Saved data entries:

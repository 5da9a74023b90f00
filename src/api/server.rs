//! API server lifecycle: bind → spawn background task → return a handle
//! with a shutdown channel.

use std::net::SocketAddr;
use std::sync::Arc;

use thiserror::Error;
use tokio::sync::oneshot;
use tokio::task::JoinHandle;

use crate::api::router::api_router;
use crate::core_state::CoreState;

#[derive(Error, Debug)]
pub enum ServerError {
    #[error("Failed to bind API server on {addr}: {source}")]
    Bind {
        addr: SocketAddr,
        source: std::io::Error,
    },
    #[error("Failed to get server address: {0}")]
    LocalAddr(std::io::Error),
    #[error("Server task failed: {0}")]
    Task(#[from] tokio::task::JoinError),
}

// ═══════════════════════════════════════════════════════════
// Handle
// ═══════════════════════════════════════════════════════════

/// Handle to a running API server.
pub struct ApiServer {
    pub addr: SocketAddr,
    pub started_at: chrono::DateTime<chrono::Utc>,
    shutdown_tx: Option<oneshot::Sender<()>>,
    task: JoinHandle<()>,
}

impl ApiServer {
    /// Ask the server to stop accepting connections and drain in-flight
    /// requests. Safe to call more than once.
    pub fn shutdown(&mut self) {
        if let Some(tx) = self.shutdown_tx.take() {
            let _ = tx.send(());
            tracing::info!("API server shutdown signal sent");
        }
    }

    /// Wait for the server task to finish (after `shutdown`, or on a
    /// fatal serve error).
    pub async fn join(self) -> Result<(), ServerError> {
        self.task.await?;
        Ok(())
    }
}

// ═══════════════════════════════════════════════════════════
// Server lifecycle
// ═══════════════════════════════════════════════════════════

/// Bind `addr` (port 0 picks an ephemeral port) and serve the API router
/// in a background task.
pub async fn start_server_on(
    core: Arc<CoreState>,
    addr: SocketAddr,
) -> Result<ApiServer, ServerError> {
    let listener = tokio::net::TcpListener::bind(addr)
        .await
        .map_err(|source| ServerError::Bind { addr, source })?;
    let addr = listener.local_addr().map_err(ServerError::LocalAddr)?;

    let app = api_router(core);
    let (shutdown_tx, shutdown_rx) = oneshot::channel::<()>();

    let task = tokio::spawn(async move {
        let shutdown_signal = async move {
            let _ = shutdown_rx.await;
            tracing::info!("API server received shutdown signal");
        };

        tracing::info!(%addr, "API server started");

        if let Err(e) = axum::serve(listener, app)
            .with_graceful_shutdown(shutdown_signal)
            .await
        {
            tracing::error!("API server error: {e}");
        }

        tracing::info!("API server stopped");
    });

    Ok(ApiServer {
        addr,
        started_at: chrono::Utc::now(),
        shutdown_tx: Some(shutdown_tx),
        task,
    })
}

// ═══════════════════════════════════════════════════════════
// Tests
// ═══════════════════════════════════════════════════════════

● Required work: Give the count of lines in the records that contain "Some", and no other text.

● Reply: 2